### Collected data
════

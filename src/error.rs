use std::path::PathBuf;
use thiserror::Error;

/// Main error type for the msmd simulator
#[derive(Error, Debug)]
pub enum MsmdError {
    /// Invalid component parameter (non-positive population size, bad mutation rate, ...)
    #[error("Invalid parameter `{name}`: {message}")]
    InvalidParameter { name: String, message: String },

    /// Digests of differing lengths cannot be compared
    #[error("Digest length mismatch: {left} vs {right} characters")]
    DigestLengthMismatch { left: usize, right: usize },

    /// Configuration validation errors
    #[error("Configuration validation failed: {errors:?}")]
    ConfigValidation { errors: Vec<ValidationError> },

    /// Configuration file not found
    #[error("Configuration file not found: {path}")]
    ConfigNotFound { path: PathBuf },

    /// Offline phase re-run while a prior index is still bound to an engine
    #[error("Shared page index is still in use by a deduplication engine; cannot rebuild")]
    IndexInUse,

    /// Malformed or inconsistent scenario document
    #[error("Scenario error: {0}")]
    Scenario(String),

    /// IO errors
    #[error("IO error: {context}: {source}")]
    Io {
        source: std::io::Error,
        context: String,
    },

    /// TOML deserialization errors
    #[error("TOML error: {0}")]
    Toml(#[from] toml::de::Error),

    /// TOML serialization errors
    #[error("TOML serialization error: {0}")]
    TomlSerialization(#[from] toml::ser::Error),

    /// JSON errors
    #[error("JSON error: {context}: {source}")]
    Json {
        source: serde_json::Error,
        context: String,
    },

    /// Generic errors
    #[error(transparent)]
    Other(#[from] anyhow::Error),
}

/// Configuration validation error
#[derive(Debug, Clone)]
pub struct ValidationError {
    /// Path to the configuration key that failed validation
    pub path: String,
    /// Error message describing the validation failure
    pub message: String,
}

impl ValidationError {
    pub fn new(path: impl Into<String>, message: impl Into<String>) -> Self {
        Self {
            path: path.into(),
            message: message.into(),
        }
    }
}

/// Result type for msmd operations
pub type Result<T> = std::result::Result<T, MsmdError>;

════

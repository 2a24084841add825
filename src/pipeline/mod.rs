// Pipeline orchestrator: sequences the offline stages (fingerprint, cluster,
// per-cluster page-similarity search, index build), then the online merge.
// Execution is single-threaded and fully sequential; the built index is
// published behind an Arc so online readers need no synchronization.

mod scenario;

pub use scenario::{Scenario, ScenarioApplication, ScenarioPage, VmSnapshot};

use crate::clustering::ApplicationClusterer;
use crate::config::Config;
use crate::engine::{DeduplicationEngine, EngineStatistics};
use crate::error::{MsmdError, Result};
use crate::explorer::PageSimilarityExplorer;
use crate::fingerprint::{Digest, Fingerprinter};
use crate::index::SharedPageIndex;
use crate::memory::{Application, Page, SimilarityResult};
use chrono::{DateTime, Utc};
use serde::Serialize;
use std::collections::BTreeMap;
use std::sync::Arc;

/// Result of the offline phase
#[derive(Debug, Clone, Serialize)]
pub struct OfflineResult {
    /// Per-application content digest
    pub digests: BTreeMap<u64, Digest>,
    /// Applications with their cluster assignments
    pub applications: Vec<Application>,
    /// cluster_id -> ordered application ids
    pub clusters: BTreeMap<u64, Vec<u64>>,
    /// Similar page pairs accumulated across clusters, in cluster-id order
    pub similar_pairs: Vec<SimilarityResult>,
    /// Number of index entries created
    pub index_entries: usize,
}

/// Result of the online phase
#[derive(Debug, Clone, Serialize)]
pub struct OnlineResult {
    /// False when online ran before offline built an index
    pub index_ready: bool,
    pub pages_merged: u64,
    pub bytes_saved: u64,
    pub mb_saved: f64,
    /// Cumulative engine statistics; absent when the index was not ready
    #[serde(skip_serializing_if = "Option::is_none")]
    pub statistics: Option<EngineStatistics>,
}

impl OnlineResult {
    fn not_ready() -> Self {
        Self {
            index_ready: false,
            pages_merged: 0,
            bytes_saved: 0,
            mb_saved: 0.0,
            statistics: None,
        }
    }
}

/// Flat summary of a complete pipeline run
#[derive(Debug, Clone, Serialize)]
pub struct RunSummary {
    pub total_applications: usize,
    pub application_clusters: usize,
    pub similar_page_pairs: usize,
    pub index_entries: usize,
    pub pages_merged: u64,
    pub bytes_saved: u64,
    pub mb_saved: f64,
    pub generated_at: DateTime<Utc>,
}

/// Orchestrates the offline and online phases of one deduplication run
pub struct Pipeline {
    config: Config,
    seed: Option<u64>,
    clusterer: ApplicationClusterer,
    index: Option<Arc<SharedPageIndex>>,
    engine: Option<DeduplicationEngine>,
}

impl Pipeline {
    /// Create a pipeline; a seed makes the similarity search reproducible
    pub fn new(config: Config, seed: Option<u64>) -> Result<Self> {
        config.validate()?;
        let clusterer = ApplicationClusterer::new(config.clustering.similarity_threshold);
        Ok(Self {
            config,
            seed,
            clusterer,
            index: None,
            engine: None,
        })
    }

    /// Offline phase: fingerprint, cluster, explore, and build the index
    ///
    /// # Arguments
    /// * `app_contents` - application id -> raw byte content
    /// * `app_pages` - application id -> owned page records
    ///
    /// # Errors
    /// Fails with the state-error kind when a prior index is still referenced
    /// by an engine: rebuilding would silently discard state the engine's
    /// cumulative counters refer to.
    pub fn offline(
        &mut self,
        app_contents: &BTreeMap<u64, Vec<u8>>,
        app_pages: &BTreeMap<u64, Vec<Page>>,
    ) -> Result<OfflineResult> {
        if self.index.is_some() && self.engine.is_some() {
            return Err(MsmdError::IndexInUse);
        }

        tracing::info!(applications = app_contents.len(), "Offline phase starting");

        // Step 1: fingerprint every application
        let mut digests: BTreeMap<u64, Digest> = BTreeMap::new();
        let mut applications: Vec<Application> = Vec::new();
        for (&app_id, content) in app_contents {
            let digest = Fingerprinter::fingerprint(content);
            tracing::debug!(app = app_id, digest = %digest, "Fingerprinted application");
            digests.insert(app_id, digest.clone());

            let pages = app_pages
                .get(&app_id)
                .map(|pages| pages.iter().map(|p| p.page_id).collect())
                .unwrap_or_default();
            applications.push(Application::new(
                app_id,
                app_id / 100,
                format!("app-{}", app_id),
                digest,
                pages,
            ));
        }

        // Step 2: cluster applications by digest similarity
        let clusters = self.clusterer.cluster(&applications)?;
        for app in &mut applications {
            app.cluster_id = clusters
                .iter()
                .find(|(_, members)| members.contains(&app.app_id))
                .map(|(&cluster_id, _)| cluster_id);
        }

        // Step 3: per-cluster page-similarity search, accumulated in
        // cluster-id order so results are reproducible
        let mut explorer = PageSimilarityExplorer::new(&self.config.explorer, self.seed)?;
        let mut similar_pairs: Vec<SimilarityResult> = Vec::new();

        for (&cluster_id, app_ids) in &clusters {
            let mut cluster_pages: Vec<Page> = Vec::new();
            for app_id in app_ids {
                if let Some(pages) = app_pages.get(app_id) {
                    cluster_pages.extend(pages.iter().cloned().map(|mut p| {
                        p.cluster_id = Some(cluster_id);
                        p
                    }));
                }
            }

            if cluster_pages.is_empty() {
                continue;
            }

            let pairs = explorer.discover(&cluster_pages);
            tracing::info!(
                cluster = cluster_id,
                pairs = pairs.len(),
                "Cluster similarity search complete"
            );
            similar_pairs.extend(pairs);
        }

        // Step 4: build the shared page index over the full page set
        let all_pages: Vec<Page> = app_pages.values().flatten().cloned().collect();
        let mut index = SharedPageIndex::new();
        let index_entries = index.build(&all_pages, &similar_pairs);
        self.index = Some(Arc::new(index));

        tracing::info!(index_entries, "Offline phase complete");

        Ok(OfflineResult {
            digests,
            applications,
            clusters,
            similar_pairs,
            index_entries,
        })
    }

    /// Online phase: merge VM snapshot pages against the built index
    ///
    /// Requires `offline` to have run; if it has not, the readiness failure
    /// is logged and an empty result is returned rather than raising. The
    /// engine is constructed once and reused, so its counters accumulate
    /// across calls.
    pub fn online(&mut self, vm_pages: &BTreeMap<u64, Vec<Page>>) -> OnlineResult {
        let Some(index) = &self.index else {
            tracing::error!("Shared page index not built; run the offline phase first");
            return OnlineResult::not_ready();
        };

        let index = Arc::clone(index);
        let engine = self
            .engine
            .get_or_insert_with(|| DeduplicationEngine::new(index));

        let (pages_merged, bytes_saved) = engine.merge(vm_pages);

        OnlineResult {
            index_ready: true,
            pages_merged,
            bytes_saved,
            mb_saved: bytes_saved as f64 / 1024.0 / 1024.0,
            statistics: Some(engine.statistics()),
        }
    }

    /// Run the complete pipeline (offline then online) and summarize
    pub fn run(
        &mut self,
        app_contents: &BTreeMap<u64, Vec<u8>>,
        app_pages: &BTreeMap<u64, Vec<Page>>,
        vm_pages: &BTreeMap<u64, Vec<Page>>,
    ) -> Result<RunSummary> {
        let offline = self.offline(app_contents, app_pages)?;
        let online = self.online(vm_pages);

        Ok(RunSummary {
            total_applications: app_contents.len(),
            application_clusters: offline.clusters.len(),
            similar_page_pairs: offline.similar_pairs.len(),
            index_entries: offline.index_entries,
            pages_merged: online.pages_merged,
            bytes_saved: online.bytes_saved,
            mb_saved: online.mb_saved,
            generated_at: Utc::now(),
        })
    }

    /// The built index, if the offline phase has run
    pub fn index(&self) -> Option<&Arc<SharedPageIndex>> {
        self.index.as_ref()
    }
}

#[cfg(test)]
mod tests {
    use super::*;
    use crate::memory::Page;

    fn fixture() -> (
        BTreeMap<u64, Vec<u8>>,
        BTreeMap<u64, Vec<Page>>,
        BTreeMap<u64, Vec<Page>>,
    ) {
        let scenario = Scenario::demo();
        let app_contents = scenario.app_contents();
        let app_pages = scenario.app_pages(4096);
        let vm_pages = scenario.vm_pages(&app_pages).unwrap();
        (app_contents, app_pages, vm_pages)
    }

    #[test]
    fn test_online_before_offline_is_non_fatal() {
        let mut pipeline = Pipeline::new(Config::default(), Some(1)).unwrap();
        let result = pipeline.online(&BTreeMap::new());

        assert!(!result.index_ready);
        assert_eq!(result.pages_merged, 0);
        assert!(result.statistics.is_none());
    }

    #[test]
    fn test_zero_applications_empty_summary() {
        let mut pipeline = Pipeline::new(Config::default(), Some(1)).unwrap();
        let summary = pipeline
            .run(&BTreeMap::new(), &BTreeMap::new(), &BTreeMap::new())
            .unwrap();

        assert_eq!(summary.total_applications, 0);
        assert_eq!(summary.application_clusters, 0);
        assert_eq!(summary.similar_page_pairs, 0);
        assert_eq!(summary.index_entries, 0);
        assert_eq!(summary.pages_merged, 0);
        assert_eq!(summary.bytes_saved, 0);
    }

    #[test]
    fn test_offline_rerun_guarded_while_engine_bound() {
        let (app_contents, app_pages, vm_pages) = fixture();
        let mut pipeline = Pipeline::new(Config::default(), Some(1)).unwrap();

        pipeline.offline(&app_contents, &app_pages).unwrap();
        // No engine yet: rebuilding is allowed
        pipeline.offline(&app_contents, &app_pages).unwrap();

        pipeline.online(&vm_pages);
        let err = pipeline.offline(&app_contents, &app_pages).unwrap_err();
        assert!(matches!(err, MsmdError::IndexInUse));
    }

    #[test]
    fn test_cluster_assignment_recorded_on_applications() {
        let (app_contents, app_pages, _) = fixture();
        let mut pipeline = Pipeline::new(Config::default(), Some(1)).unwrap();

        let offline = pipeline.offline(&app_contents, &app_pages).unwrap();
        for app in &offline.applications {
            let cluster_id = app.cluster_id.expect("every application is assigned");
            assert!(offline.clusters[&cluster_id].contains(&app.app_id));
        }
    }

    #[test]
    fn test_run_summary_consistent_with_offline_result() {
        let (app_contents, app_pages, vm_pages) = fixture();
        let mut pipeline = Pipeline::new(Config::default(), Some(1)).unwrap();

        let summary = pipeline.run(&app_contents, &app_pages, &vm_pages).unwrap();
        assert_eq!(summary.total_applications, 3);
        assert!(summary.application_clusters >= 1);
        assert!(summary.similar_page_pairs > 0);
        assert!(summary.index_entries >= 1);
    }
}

════

### What this task involves
Above are the records. Print exactly, and only, the lines from the line with "filename src/error.rs" to the line with "cannot be compared", both inclusive.

### Exercise output
filename src/error.rs
use std::path::PathBuf;
use thiserror::Error;

/// Main error type for the msmd simulator
#[derive(Error, Debug)]
pub enum MsmdError {
    /// Invalid component parameter (non-positive population size, bad mutation rate, ...)
    #[error("Invalid parameter `{name}`: {message}")]
    InvalidParameter { name: String, message: String },

    /// Digests of differing lengths cannot be compared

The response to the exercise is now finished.